Abstract Objectives Adverse drug reactions (ADRs) are a major drug safety concern and a frequent topic of enquiries to hospital drug information services. Our goal was to analyse these enquiries regarding background, complexity, nature of ADR, and involved drug classes to improve in-hospital drug safety. Methods Retrospectively, ADR enquiries to a German university hospital pharmacy drug information 2018–2022 were analysed regarding enquirer (profession, medical specialty) and enquiry details (drugs, suspected ADR/enquiry prior to drug initiation, ADR system organ class, probable cause identified, and enquiry complexity).

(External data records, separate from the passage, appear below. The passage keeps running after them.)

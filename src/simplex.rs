//! Euclidean projection onto the probability simplex.

/// Project a row vector onto the probability simplex in place.
///
/// Uses the standard sort-and-threshold method: sort the entries
/// descending, find the largest prefix for which subtracting a shared
/// threshold keeps the prefix positive while the vector sums to one,
/// subtract that threshold everywhere and clip the remainder at zero.
pub fn project_simplex(row: &mut [f64]) {
    let n = row.len();
    if n == 0 {
        return;
    }
    if n == 1 {
        row[0] = 1.0;
        return;
    }

    let mut sorted = row.to_vec();
    sorted.sort_by(|a, b| b.partial_cmp(a).unwrap_or(std::cmp::Ordering::Equal));

    let mut cumsum = 0.0;
    let mut theta = 0.0;
    for (k, &v) in sorted.iter().enumerate() {
        cumsum += v;
        let t = (cumsum - 1.0) / (k + 1) as f64;
        if v - t > 0.0 {
            theta = t;
        }
    }

    for v in row.iter_mut() {
        *v = (*v - theta).max(0.0);
    }
}
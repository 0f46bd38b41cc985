use crate::errors::CalibrationError;
use serde::{Deserialize, Serialize};

/// Monotonicity regime for the isotonic projection.
///
/// Serializes with the wire shape `{"mode": "exact"}` or
/// `{"mode": "epsilon", "eps": 0.01}`.
#[derive(Serialize, Deserialize, Clone, Copy, Debug, PartialEq, Default)]
#[serde(tag = "mode", rename_all = "lowercase")]
pub enum NearlyIsotonic {
    /// Strict non-decreasing order.
    #[default]
    Exact,
    /// Local decreases of at most `eps` are tolerated and left unmerged.
    Epsilon { eps: f64 },
}

impl NearlyIsotonic {
    /// Parse a configuration from its JSON wire shape.
    pub fn from_json(json: &str) -> Result<Self, CalibrationError> {
        serde_json::from_str(json).map_err(|e| {
            CalibrationError::InvalidParameter(
                "nearly".to_string(),
                r#"{"mode": "exact"} or {"mode": "epsilon", "eps": x}"#.to_string(),
                e.to_string(),
            )
        })
    }

    /// The tolerated local decrease, zero in exact mode.
    pub fn slack(&self) -> f64 {
        match self {
            NearlyIsotonic::Exact => 0.0,
            NearlyIsotonic::Epsilon { eps } => *eps,
        }
    }
}

/// Weighted isotonic projection under an order permutation.
///
/// Finds the weighted least-squares fit to `values` that is non-decreasing
/// when read in the order given by `perm`, and writes it back to the
/// original positions in `out`. A positive `slack` switches to the
/// nearly-isotonic regime: a decrease from one position to the next is
/// left in place whenever it is no greater than `slack`, and only larger
/// violations are pooled.
///
/// We use the "pool adjacent violators" algorithm: scan in the required
/// order, and whenever a value breaks monotonicity relative to its
/// predecessor block, merge the violating blocks into their weighted
/// average, continuing leftward until order holds again.
pub fn project_isotonic(values: &[f64], weights: &[f64], perm: &[usize], slack: f64, out: &mut [f64]) {
    debug_assert_eq!(values.len(), weights.len());
    debug_assert_eq!(values.len(), perm.len());
    debug_assert_eq!(values.len(), out.len());

    // Block stack: (sum_wy, sum_w, value, start position in perm order).
    let mut blocks: Vec<(f64, f64, f64, usize)> = Vec::with_capacity(values.len());

    for (pos, &idx) in perm.iter().enumerate() {
        let mut sum_wy = weights[idx] * values[idx];
        let mut sum_w = weights[idx];
        let mut start = pos;

        // Merge down
        while let Some(&(prev_wy, prev_w, prev_val, prev_start)) = blocks.last() {
            let curr_val = block_value(sum_wy, sum_w, values[idx]);
            if prev_val - curr_val > slack {
                sum_wy += prev_wy;
                sum_w += prev_w;
                start = prev_start;
                blocks.pop();
            } else {
                break;
            }
        }
        let val = block_value(sum_wy, sum_w, values[idx]);
        blocks.push((sum_wy, sum_w, val, start));
    }

    // Expand the blocks back to original positions.
    for (b, &(_, _, val, start)) in blocks.iter().enumerate() {
        let end = if b + 1 < blocks.len() { blocks[b + 1].3 } else { perm.len() };
        for &idx in &perm[start..end] {
            out[idx] = val;
        }
    }
}

#[inline]
fn block_value(sum_wy: f64, sum_w: f64, fallback: f64) -> f64 {
    // Zero total weight leaves the raw value in place.
    if sum_w > 0.0 {
        sum_wy / sum_w
    } else {
        fallback
    }
}
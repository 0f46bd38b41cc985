//! Accelerated execution support.
//!
//! The projection engine exposes two functionally identical inner loops: a
//! sequential reference path and a rayon-parallel path running on a shared
//! thread pool. The pool is built lazily on first use and cached for the
//! lifetime of the process; it holds no per-call state. If the pool cannot
//! be built, the engine silently falls back to the reference path.

use std::sync::OnceLock;

static POOL: OnceLock<Option<rayon::ThreadPool>> = OnceLock::new();

/// The process-wide thread pool, or `None` if it could not be built.
///
/// `OnceLock` synchronizes concurrent first use, so the pool is built
/// exactly once and is read-only afterwards.
pub fn shared_pool() -> Option<&'static rayon::ThreadPool> {
    POOL.get_or_init(|| rayon::ThreadPoolBuilder::new().build().ok()).as_ref()
}

/// Whether the accelerated execution path can run in this process.
pub fn accelerator_available() -> bool {
    shared_pool().is_some()
}

#[cfg(test)]
mod tests {
    use super::*;

    #[test]
    fn test_pool_is_reused() {
        let first = shared_pool().map(|p| p as *const rayon::ThreadPool);
        let second = shared_pool().map(|p| p as *const rayon::ThreadPool);
        assert_eq!(first, second);
    }

    #[test]
    fn test_availability_is_stable() {
        assert_eq!(accelerator_available(), accelerator_available());
    }
}
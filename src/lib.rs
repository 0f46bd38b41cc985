// Modules
pub mod accel;
pub mod constants;
pub mod data;
pub mod dykstra;
pub mod errors;
pub mod isotonic;
pub mod marginal;
pub mod ovr;
pub mod simplex;
pub mod utils;


// Individual classes, and functions
pub use data::{DenseMatrix, Matrix};
pub use dykstra::{calibrate_dykstra, CalibrationResult, DykstraCalibrator, ProgressSink};
pub use errors::CalibrationError;
pub use isotonic::NearlyIsotonic;
pub use ovr::{calibrate_ovr_isotonic, OvrResult};
impl DykstraCalibrator {
    /// Set the iteration budget, in full projection cycles.
    pub fn set_max_iters(mut self, max_iters: usize) -> Self {
        self.max_iters = max_iters;
        self
    }

    /// Set the convergence threshold on the maximum constraint violation.
    pub fn set_tol(mut self, tol: f64) -> Self {
        self.tol = tol;
        self
    }

    /// Choose between strict and epsilon-relaxed monotonicity.
    pub fn set_nearly(mut self, nearly: NearlyIsotonic) -> Self {
        self.nearly = nearly;
        self
    }

    /// Prefer the accelerated execution path. Falls back to the reference
    /// path, without error, when the accelerator is unavailable.
    pub fn set_accelerate(mut self, accelerate: bool) -> Self {
        self.accelerate = accelerate;
        self
    }

    /// If `true` (the default), non-convergence is surfaced as
    /// [`CalibrationError::DidNotConverge`]; otherwise the result is
    /// returned with `converged = false`.
    pub fn set_strict(mut self, strict: bool) -> Self {
        self.strict = strict;
        self
    }

    /// Calibrate `p` against the target column marginals `m`.
    ///
    /// * `p` - N×J matrix of raw scores; entries must be finite but need
    ///   not be normalized or non-negative.
    /// * `m` - length-J non-negative target column sums, conventionally
    ///   summing to N.
    pub fn calibrate(&self, p: &Matrix<f64>, m: &[f64]) -> Result<CalibrationResult, CalibrationError> {
        self.calibrate_with_progress(p, m, &mut NullSink)
    }

    /// Calibrate, reporting the violation to `sink` after every cycle.
    pub fn calibrate_with_progress(
        &self,
        p: &Matrix<f64>,
        m: &[f64],
        sink: &mut dyn ProgressSink,
    ) -> Result<CalibrationResult, CalibrationError> {
        self.validate(p, m)?;

        // Rank permutations are fixed from the raw input, one per column.
        let perms: Vec<Vec<usize>> = (0..p.cols).map(|c| argsort_stable(p.get_col(c))).collect();
        let slack = self.nearly.slack();
        let mut state = EngineState::new(p);

        let pool = if self.accelerate { accel::shared_pool() } else { None };
        if self.accelerate && pool.is_none() {
            debug!("Accelerated path requested but unavailable, using the reference path.");
        }

        let mut residuals: Vec<f64> = Vec::new();
        for cycle in 1..=self.max_iters {
            match pool {
                Some(pool) => pool.install(|| cycle_accelerated(&mut state, m, &perms, slack)),
                None => cycle_reference(&mut state, m, &perms, slack),
            }

            if state.q.data.iter().any(|v| !v.is_finite()) {
                let last = residuals.last().copied().unwrap_or(f64::INFINITY);
                return Err(CalibrationError::NumericalDegeneration(cycle, last));
            }

            let violation = max_violation(&state.q, m, &perms, slack);
            residuals.push(violation);
            debug!("cycle {}: max violation {:e}", cycle, violation);
            sink.on_cycle(cycle, violation);

            if violation < self.tol {
                info!("Converged after {} cycles with max violation {:e}.", cycle, violation);
                clip_negatives(&mut state.q);
                return Ok(CalibrationResult {
                    q: state.q,
                    converged: true,
                    iterations: cycle,
                    residuals,
                });
            }
        }

        let residual = residuals.last().copied().unwrap_or(f64::INFINITY);
        if self.strict {
            return Err(CalibrationError::DidNotConverge(self.max_iters, residual));
        }
        warn!("Reached iteration limit before convergence. Try to increase max_iters or relax the tolerance.");
        clip_negatives(&mut state.q);
        Ok(CalibrationResult {
            q: state.q,
            converged: false,
            iterations: self.max_iters,
            residuals,
        })
    }

    fn validate(&self, p: &Matrix<f64>, m: &[f64]) -> Result<(), CalibrationError> {
        if p.rows == 0 || p.cols == 0 {
            return Err(CalibrationError::InvalidParameter(
                "P".to_string(),
                "a non-empty matrix".to_string(),
                format!("{}x{}", p.rows, p.cols),
            ));
        }
        if m.len() != p.cols {
            return Err(CalibrationError::ShapeMismatch(m.len(), p.cols));
        }
        for (j, &target) in m.iter().enumerate() {
            if !target.is_finite() {
                return Err(CalibrationError::NonFiniteInput("M".to_string(), j, 0));
            }
            if target < 0.0 {
                return Err(CalibrationError::NegativeMarginal(j, target));
            }
        }
        validate_finite_matrix(p, "P")?;
        if self.max_iters == 0 {
            return Err(CalibrationError::InvalidParameter(
                "max_iters".to_string(),
                "a positive integer".to_string(),
                "0".to_string(),
            ));
        }
        validate_positive_float_parameter(self.tol, "tol")?;
        if let NearlyIsotonic::Epsilon { eps } = self.nearly {
            validate_non_negative_float_parameter(eps, "eps")?;
        }

        let total: f64 = m.iter().sum();
        let rows = p.rows as f64;
        if (total - rows).abs() > MARGINAL_SUM_WARN_RTOL * rows {
            warn!(
                "Target marginals sum to {} but the matrix has {} rows; convergence will be biased.",
                total, p.rows
            );
        }
        Ok(())
    }
}
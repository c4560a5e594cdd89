//! Encoding utilities — base64.
//!
//! Base64 uses the standard alphabet with padding (RFC 4648 §4), the
//! format key material is persisted in. No URL-safe variant.

use base64::engine::general_purpose::STANDARD;
use base64::Engine;

use crate::errors::PlainsightError;

/// Encode bytes to standard base64 (RFC 4648, with padding).
pub fn to_base64(data: &[u8]) -> String {
    STANDARD.encode(data)
}

/// Decode standard base64 to bytes.
///
/// # Errors
/// Returns `PlainsightError::Encoding` on invalid base64 input.
pub fn from_base64(encoded: &str) -> Result<Vec<u8>, PlainsightError> {
    STANDARD
        .decode(encoded)
        .map_err(|e| PlainsightError::Encoding(format!("invalid base64: {e}")))
}
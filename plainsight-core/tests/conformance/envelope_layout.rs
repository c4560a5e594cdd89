//! Conformance: Envelope Layout
//!
//! - kem_ciphertext at 0..1088, iv at 1088..1100
//! - ciphertext length at 1100..1104, u32 big-endian
//! - ciphertext || tag from 1104
//! - short input is TRUNCATED_ENVELOPE, never a panic

use plainsight_core::constants::{
    CIPHERTEXT_LENGTH_OFFSET, ENVELOPE_HEADER_LENGTH, IV_OFFSET, KEM_CIPHERTEXT_LENGTH,
    TAG_LENGTH,
};
use plainsight_core::envelope::{deserialize, serialize};
use plainsight_core::{encrypt_message, generate_keypair, PlainsightError};

#[test]
fn conformance_envelope_offsets_from_real_encryption() {
    let bob = generate_keypair();
    let payload = encrypt_message("layout check", bob.public_key()).unwrap();
    let bytes = serialize(&payload).unwrap();

    assert_eq!(bytes.len(), ENVELOPE_HEADER_LENGTH + 12 + TAG_LENGTH);
    assert_eq!(&bytes[..IV_OFFSET], &payload.kem_ciphertext[..]);
    assert_eq!(&bytes[IV_OFFSET..CIPHERTEXT_LENGTH_OFFSET], &payload.iv[..]);
    assert_eq!(
        &bytes[CIPHERTEXT_LENGTH_OFFSET..ENVELOPE_HEADER_LENGTH],
        &((12 + TAG_LENGTH) as u32).to_be_bytes()
    );
    assert_eq!(&bytes[ENVELOPE_HEADER_LENGTH..], &payload.ciphertext[..]);
}

#[test]
fn conformance_envelope_constants() {
    assert_eq!(KEM_CIPHERTEXT_LENGTH, 1088);
    assert_eq!(IV_OFFSET, 1088);
    assert_eq!(CIPHERTEXT_LENGTH_OFFSET, 1100);
    assert_eq!(ENVELOPE_HEADER_LENGTH, 1104);
}

#[test]
fn conformance_envelope_roundtrip_preserves_fields() {
    let bob = generate_keypair();
    let payload = encrypt_message("", bob.public_key()).unwrap();
    let parsed = deserialize(&serialize(&payload).unwrap()).unwrap();
    assert_eq!(parsed, payload);
    assert_eq!(parsed.ciphertext.len(), TAG_LENGTH);
}

#[test]
fn conformance_envelope_truncation_at_every_header_length() {
    let bytes = vec![0u8; ENVELOPE_HEADER_LENGTH];
    for len in [0, 1, 1087, 1088, 1099, 1100, 1103] {
        match deserialize(&bytes[..len]) {
            Err(PlainsightError::TruncatedEnvelope { needed, actual }) => {
                assert_eq!(needed, ENVELOPE_HEADER_LENGTH);
                assert_eq!(actual, len);
            }
            other => panic!("length {len}: expected TruncatedEnvelope, got {other:?}"),
        }
    }
}

#[test]
fn conformance_envelope_zero_length_ciphertext_parses() {
    // Structurally valid; rejection happens at authentication.
    let bytes = vec![0u8; ENVELOPE_HEADER_LENGTH];
    let parsed = deserialize(&bytes).unwrap();
    assert!(parsed.ciphertext.is_empty());
}

#[test]
fn conformance_envelope_declared_length_beyond_input() {
    let mut bytes = vec![0u8; ENVELOPE_HEADER_LENGTH + 10];
    bytes[CIPHERTEXT_LENGTH_OFFSET..ENVELOPE_HEADER_LENGTH].copy_from_slice(&11u32.to_be_bytes());
    let err = deserialize(&bytes).unwrap_err();
    assert_eq!(err.code(), "TRUNCATED_ENVELOPE");
}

Key findings Of 543 enquiries, 516 (95%) were asked by physicians, 493 (91%) patient-specific, 390 (71%) on suspected ADRs, and 153 (28%) prior to drug initiation. Enquiries originated frequently from internal medicine (74/13.6%), paediatrics (71/13.1%), neurology (70/12.9%), and haemato-oncology (62/11.4%). Most frequent ADRs were haematologic (94/17%) and hepatic (72/13%). The median number of drugs per enquiry was three (range 0–37), 209 (38%) enquiries referred to one specific drug, 165 (30%) concerned ≥11 drugs. A probable cause for suspected ADRs was identified in 75 (36%) enquiries concerning one drug and 155 (94%) with ≥11 drugs. Most frequent drugs were antineoplastic (54/25.8%), nervous-system-drugs (42/20.1%), and anti-infective (40/19.1%). Most enquiries (342/63%) were complex (multiple/specialist resources). Conclusions Enquiries were usually asked by physicians referring to suspected ADRs in specific clinical situations. A probable cause was identified in many cases pointing to a direct positive impact on patient care. Enquiries prior to drug initiation should be encouraged to increase drug safety. Information on main ADR effects and drug classes helps with targeted counselling.